• **REQUIRED ACTION**
Without skipping a line, reproduce the entries exactly.

(Dataset entries)
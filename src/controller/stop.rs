use std::fs;

use anyhow::Result;

use crate::runtime::RuntimePaths;
use crate::syscall::linux::LinuxSyscall;
use crate::syscall::Syscall;

/// Tears down every pinned namespace and the published symlinks. Failures
/// unmounting an individual pin file are logged and do not stop the rest of
/// the teardown.
pub fn run(rt: &RuntimePaths) -> Result<()> {
    let syscall = LinuxSyscall;

    if rt.mnt_dir.is_dir() {
        for entry in fs::read_dir(&rt.mnt_dir)? {
            let entry = entry?;
            if let Err(e) = syscall.umount(&entry.path()) {
                log::warn!("failed to unmount {}: {:#}", entry.path().display(), e);
            }
        }
        if let Err(e) = syscall.umount(&rt.mnt_dir) {
            log::warn!("failed to unmount {}: {:#}", rt.mnt_dir.display(), e);
        }
        if let Err(e) = fs::remove_dir_all(&rt.mnt_dir) {
            log::warn!("failed to remove {}: {:#}", rt.mnt_dir.display(), e);
        }
    }

    if rt.links_dir.is_dir() {
        if let Err(e) = fs::remove_dir_all(&rt.links_dir) {
            log::warn!("failed to remove {}: {:#}", rt.links_dir.display(), e);
        }
    }

    Ok(())
}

• **SOLUTION FOR THIS TASK**
filename src/controller/stop.rs
use std::fs;

use anyhow::Result;

use crate::runtime::RuntimePaths;
use crate::syscall::linux::LinuxSyscall;
use crate::syscall::Syscall;

/// Tears down every pinned namespace and the published symlinks. Failures
/// unmounting an individual pin file are logged and do not stop the rest of
/// the teardown.
pub fn run(rt: &RuntimePaths) -> Result<()> {
    let syscall = LinuxSyscall;

    if rt.mnt_dir.is_dir() {
        for entry in fs::read_dir(&rt.mnt_dir)? {
            let entry = entry?;
            if let Err(e) = syscall.umount(&entry.path()) {
                log::warn!("failed to unmount {}: {:#}", entry.path().display(), e);
            }
        }
        if let Err(e) = syscall.umount(&rt.mnt_dir) {
            log::warn!("failed to unmount {}: {:#}", rt.mnt_dir.display(), e);
        }
        if let Err(e) = fs::remove_dir_all(&rt.mnt_dir) {
            log::warn!("failed to remove {}: {:#}", rt.mnt_dir.display(), e);
        }
    }

    if rt.links_dir.is_dir() {
        if let Err(e) = fs::remove_dir_all(&rt.links_dir) {
            log::warn!("failed to remove {}: {:#}", rt.links_dir.display(), e);
        }
    }

    Ok(())
}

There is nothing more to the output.